▸ **Work task**: Two lines below mark the span: the one containing "pub fn from_toml(toml_str: &str)" and the one containing "writes it to the". Set down both, plus every line between, exactly as they stand, and nothing else.

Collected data
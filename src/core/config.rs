//! Configuration module for `course-planner`

use serde::{Deserialize, Serialize};
use std::fmt;
use std::fs;
use std::path::PathBuf;

/// Default CLI configuration loaded based on build profile.
/// Uses release defaults in release mode, debug defaults in debug mode.
#[cfg(not(debug_assertions))]
const CONFIG_DEFAULTS: &str = include_str!("../assets/DefaultCLIConfigRelease.toml");

#[cfg(debug_assertions)]
const CONFIG_DEFAULTS: &str = include_str!("../assets/DefaultCLIConfigDebug.toml");

#[cfg(not(debug_assertions))]
const CONFIG_FILE_NAME: &str = "config.toml";

#[cfg(debug_assertions)]
const CONFIG_FILE_NAME: &str = "dconfig.toml";

/// Logging configuration
#[derive(Debug, Clone, Default, Serialize, Deserialize)]
pub struct LoggingConfig {
    /// Log level (error, warn, info, debug)
    #[serde(default)]
    pub level: String,
    /// Log file path
    #[serde(default)]
    pub file: String,
    /// Enable verbose output
    #[serde(default)]
    pub verbose: bool,
}

/// Paths configuration
#[derive(Debug, Clone, Default, Serialize, Deserialize)]
pub struct PathsConfig {
    /// Path to a majors requirement table TOML file; empty means the
    /// compiled-in table
    #[serde(default)]
    pub majors_file: String,
}

/// Planning configuration
#[derive(Debug, Clone, Default, Serialize, Deserialize)]
pub struct PlanningConfig {
    /// Minimum credits to target for a semester plan
    #[serde(default)]
    pub target_credits_min: u32,
    /// Maximum credits to target for a semester plan
    #[serde(default)]
    pub target_credits_max: u32,
}

/// Main configuration structure
#[derive(Debug, Clone, Default, Serialize, Deserialize)]
pub struct Config {
    /// Logging settings
    pub logging: LoggingConfig,
    /// Path settings
    #[serde(default)]
    pub paths: PathsConfig,
    /// Planning settings
    #[serde(default)]
    pub planning: PlanningConfig,
}

/// Optional CLI overrides for configuration values
#[derive(Debug, Clone, Default)]
pub struct ConfigOverrides {
    /// Override logging level
    pub level: Option<String>,
    /// Override log file path
    pub file: Option<String>,
    /// Override verbose flag
    pub verbose: Option<bool>,
    /// Override majors table path
    pub majors_file: Option<String>,
    /// Override minimum target credits
    pub credits_min: Option<u32>,
    /// Override maximum target credits
    pub credits_max: Option<u32>,
}

impl Config {
    /// Get the `$COURSE_PLANNER` directory path
    ///
    /// Returns:
    /// - Linux: `~/.config/courseplanner`
    /// - macOS: `~/Library/Application Support/courseplanner`
    /// - Windows: `%APPDATA%\courseplanner`
    #[must_use]
    pub fn get_courseplanner_dir() -> PathBuf {
        dirs::config_dir()
            .unwrap_or_else(|| PathBuf::from("."))
            .join("courseplanner")
    }

    /// Merge missing fields from defaults into this config
    ///
    /// Used when loading configuration to ensure that newly added
    /// configuration fields are populated with their default values. Only
    /// fields that are empty (or zero) in the current config and non-empty
    /// in defaults are updated.
    ///
    /// # Returns
    /// `true` if any fields were added/changed, `false` otherwise
    pub fn merge_defaults(&mut self, defaults: &Self) -> bool {
        let mut changed = false;

        if self.logging.level.is_empty() && !defaults.logging.level.is_empty() {
            self.logging.level.clone_from(&defaults.logging.level);
            changed = true;
        }
        if self.logging.file.is_empty() && !defaults.logging.file.is_empty() {
            self.logging.file.clone_from(&defaults.logging.file);
            changed = true;
        }

        if self.paths.majors_file.is_empty() && !defaults.paths.majors_file.is_empty() {
            self.paths.majors_file.clone_from(&defaults.paths.majors_file);
            changed = true;
        }

        if self.planning.target_credits_min == 0 && defaults.planning.target_credits_min != 0 {
            self.planning.target_credits_min = defaults.planning.target_credits_min;
            changed = true;
        }
        if self.planning.target_credits_max == 0 && defaults.planning.target_credits_max != 0 {
            self.planning.target_credits_max = defaults.planning.target_credits_max;
            changed = true;
        }

        changed
    }

    /// Apply CLI-provided overrides onto the loaded configuration
    ///
    /// This allows command-line arguments to override configuration file
    /// values without modifying the persistent configuration file. Only
    /// non-`None` values in the overrides struct replace config values.
    pub fn apply_overrides(&mut self, overrides: &ConfigOverrides) {
        if let Some(level) = &overrides.level {
            self.logging.level.clone_from(level);
        }
        if let Some(file) = &overrides.file {
            self.logging.file.clone_from(file);
        }
        if let Some(verbose) = overrides.verbose {
            self.logging.verbose = verbose;
        }

        if let Some(majors_file) = &overrides.majors_file {
            self.paths.majors_file.clone_from(majors_file);
        }

        if let Some(credits_min) = overrides.credits_min {
            self.planning.target_credits_min = credits_min;
        }
        if let Some(credits_max) = overrides.credits_max {
            self.planning.target_credits_max = credits_max;
        }
    }

    /// Get the user config file path
    ///
    /// Returns the full path to the configuration file:
    /// - `config.toml` for release builds
    /// - `dconfig.toml` for debug builds (allows separate debug config)
    #[must_use]
    pub fn get_config_file_path() -> PathBuf {
        Self::get_courseplanner_dir().join(CONFIG_FILE_NAME)
    }

    /// Expand `$COURSE_PLANNER` variable in a string
    ///
    /// Replaces occurrences of `$COURSE_PLANNER` with the actual
    /// courseplanner directory path so configuration values can reference
    /// the config directory dynamically.
    #[must_use]
    fn expand_variables(value: &str) -> String {
        if value.contains("$COURSE_PLANNER") {
            let planner_dir = Self::get_courseplanner_dir();
            value.replace("$COURSE_PLANNER", planner_dir.to_str().unwrap_or("."))
        } else {
            value.to_string()
        }
    }

    /// Initialize config from a TOML string
    ///
    /// Parses a TOML configuration string and expands any `$COURSE_PLANNER`
    /// variables in the values. Missing fields use their serde defaults.
    ///
    /// # Errors
    /// Returns an error if the TOML cannot be parsed or doesn't match the
    /// expected schema
    pub fn from_toml(toml_str: &str) -> Result<Self, toml::de::Error> {
        let mut config: Self = toml::from_str(toml_str)?;

        // Expand variables in config values
        config.logging.file = Self::expand_variables(&config.logging.file);
        config.paths.majors_file = Self::expand_variables(&config.paths.majors_file);

        Ok(config)
    }

    /// Load configuration from embedded defaults
    ///
    /// Loads the compiled-in default configuration that is bundled with
    /// the binary. The defaults differ between debug and release builds.
    ///
    /// # Panics
    /// Panics if the embedded default configuration is invalid TOML. This
    /// should never happen in practice since the defaults are compiled
    /// into the binary.
    #[must_use]
    pub fn from_defaults() -> Self {
        Self::from_toml(CONFIG_DEFAULTS).expect("Failed to parse compiled-in default configuration")
    }

    /// Load configuration from file, or create from defaults if not found
    ///
    /// - If the config file exists: loads it, merges missing fields from
    ///   defaults, and saves the updated config.
    /// - If it doesn't exist (first run): creates the config directory,
    ///   saves the defaults, and returns them.
    ///
    /// Falls back to defaults if any error occurs during loading.
    #[must_use]
    pub fn load() -> Self {
        let config_file = Self::get_config_file_path();
        let defaults = Self::from_defaults();

        if config_file.exists() {
            if let Ok(content) = fs::read_to_string(&config_file) {
                if let Ok(mut config) = Self::from_toml(&content) {
                    if config.merge_defaults(&defaults) {
                        let _ = config.save();
                    }
                    return config;
                }
            }
        } else {
            // First run: create directory and config file from defaults
            if let Some(parent) = config_file.parent() {
                let _ = fs::create_dir_all(parent);
            }
            let _ = defaults.save();
            return defaults;
        }

        defaults
    }

    /// Save configuration to file
    ///
    /// Serializes the current configuration to TOML and writes it to the
    /// platform-specific config file, creating the directory if needed.
    ///
    /// # Errors
    /// Returns an error if the config cannot be serialized, the directory
    /// cannot be created, or the file cannot be written
    pub fn save(&self) -> Result<(), Box<dyn std::error::Error>> {
        let config_file = Self::get_config_file_path();
        if let Some(parent) = config_file.parent() {
            fs::create_dir_all(parent)?;
        }
        let toml_str = toml::to_string_pretty(self)?;
        fs::write(&config_file, toml_str)?;
        Ok(())
    }

    /// Get a configuration value by key
    ///
    /// Supported keys: `level`, `file`, `verbose`, `majors_file`,
    /// `credits_min`, `credits_max`.
    ///
    /// # Returns
    /// The value as a string, or `None` if the key is not recognized
    #[must_use]
    pub fn get(&self, key: &str) -> Option<String> {
        match key {
            "level" => Some(self.logging.level.clone()),
            "file" => Some(self.logging.file.clone()),
            "verbose" => Some(self.logging.verbose.to_string()),
            "majors_file" | "majors-file" => Some(self.paths.majors_file.clone()),
            "credits_min" | "credits-min" => Some(self.planning.target_credits_min.to_string()),
            "credits_max" | "credits-max" => Some(self.planning.target_credits_max.to_string()),
            _ => None,
        }
    }

    /// Set a configuration value by key
    ///
    /// Updates the in-memory config; call [`save()`](Config::save) to
    /// persist changes.
    ///
    /// # Errors
    /// Returns an error if the key is not recognized or the value cannot
    /// be parsed (e.g., "maybe" for the `verbose` boolean)
    pub fn set(&mut self, key: &str, value: &str) -> Result<(), String> {
        match key {
            "level" => self.logging.level = value.to_string(),
            "file" => self.logging.file = value.to_string(),
            "verbose" => {
                self.logging.verbose = value
                    .parse::<bool>()
                    .map_err(|_| format!("Invalid boolean value for 'verbose': '{value}'"))?;
            }
            "majors_file" | "majors-file" => self.paths.majors_file = value.to_string(),
            "credits_min" | "credits-min" => {
                self.planning.target_credits_min = value
                    .parse::<u32>()
                    .map_err(|_| format!("Invalid credit count for 'credits_min': '{value}'"))?;
            }
            "credits_max" | "credits-max" => {
                self.planning.target_credits_max = value
                    .parse::<u32>()
                    .map_err(|_| format!("Invalid credit count for 'credits_max': '{value}'"))?;
            }
            _ => return Err(format!("Unknown config key: '{key}'")),
        }
        Ok(())
    }

    /// Unset a configuration value by key (reset to default)
    ///
    /// Resets a single configuration value to its default, taken from the
    /// provided defaults config (typically
    /// [`from_defaults()`](Config::from_defaults)). Call
    /// [`save()`](Config::save) to persist.
    ///
    /// # Errors
    /// Returns an error if the key is not recognized
    pub fn unset(&mut self, key: &str, defaults: &Self) -> Result<(), String> {
        match key {
            "level" => self.logging.level.clone_from(&defaults.logging.level),
            "file" => self.logging.file.clone_from(&defaults.logging.file),
            "verbose" => self.logging.verbose = defaults.logging.verbose,
            "majors_file" | "majors-file" => self
                .paths
                .majors_file
                .clone_from(&defaults.paths.majors_file),
            "credits_min" | "credits-min" => {
                self.planning.target_credits_min = defaults.planning.target_credits_min;
            }
            "credits_max" | "credits-max" => {
                self.planning.target_credits_max = defaults.planning.target_credits_max;
            }
            _ => return Err(format!("Unknown config key: '{key}'")),
        }
        Ok(())
    }

    /// Reset all configuration to defaults
    ///
    /// Deletes the configuration file, causing the next
    /// [`load()`](Config::load) call to recreate it from defaults. If the
    /// config file doesn't exist, this succeeds without doing anything.
    ///
    /// # Errors
    /// Returns an error if the config file exists but cannot be deleted
    pub fn reset() -> Result<(), std::io::Error> {
        let config_file = Self::get_config_file_path();
        if config_file.exists() {
            fs::remove_file(config_file)?;
        }
        Ok(())
    }
}

impl fmt::Display for Config {
    fn fmt(&self, f: &mut fmt::Formatter<'_>) -> fmt::Result {
        writeln!(f, "[logging]")?;
        writeln!(f, "  level = \"{}\"", self.logging.level)?;
        writeln!(f, "  file = \"{}\"", self.logging.file)?;
        writeln!(f, "  verbose = {}", self.logging.verbose)?;

        writeln!(f, "\n[paths]")?;
        writeln!(f, "  majors_file = \"{}\"", self.paths.majors_file)?;

        writeln!(f, "\n[planning]")?;
        writeln!(
            f,
            "  target_credits_min = {}",
            self.planning.target_credits_min
        )?;
        writeln!(
            f,
            "  target_credits_max = {}",
            self.planning.target_credits_max
        )?;

        Ok(())
    }
}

▸ **Solution to this task**:
    pub fn from_toml(toml_str: &str) -> Result<Self, toml::de::Error> {
        let mut config: Self = toml::from_str(toml_str)?;

        // Expand variables in config values
        config.logging.file = Self::expand_variables(&config.logging.file);
        config.paths.majors_file = Self::expand_variables(&config.paths.majors_file);

        Ok(config)
    }

    /// Load configuration from embedded defaults
    ///
    /// Loads the compiled-in default configuration that is bundled with
    /// the binary. The defaults differ between debug and release builds.
    ///
    /// # Panics
    /// Panics if the embedded default configuration is invalid TOML. This
    /// should never happen in practice since the defaults are compiled
    /// into the binary.
    #[must_use]
    pub fn from_defaults() -> Self {
        Self::from_toml(CONFIG_DEFAULTS).expect("Failed to parse compiled-in default configuration")
    }

    /// Load configuration from file, or create from defaults if not found
    ///
    /// - If the config file exists: loads it, merges missing fields from
    ///   defaults, and saves the updated config.
    /// - If it doesn't exist (first run): creates the config directory,
    ///   saves the defaults, and returns them.
    ///
    /// Falls back to defaults if any error occurs during loading.
    #[must_use]
    pub fn load() -> Self {
        let config_file = Self::get_config_file_path();
        let defaults = Self::from_defaults();

        if config_file.exists() {
            if let Ok(content) = fs::read_to_string(&config_file) {
                if let Ok(mut config) = Self::from_toml(&content) {
                    if config.merge_defaults(&defaults) {
                        let _ = config.save();
                    }
                    return config;
                }
            }
        } else {
            // First run: create directory and config file from defaults
            if let Some(parent) = config_file.parent() {
                let _ = fs::create_dir_all(parent);
            }
            let _ = defaults.save();
            return defaults;
        }

        defaults
    }

    /// Save configuration to file
    ///
    /// Serializes the current configuration to TOML and writes it to the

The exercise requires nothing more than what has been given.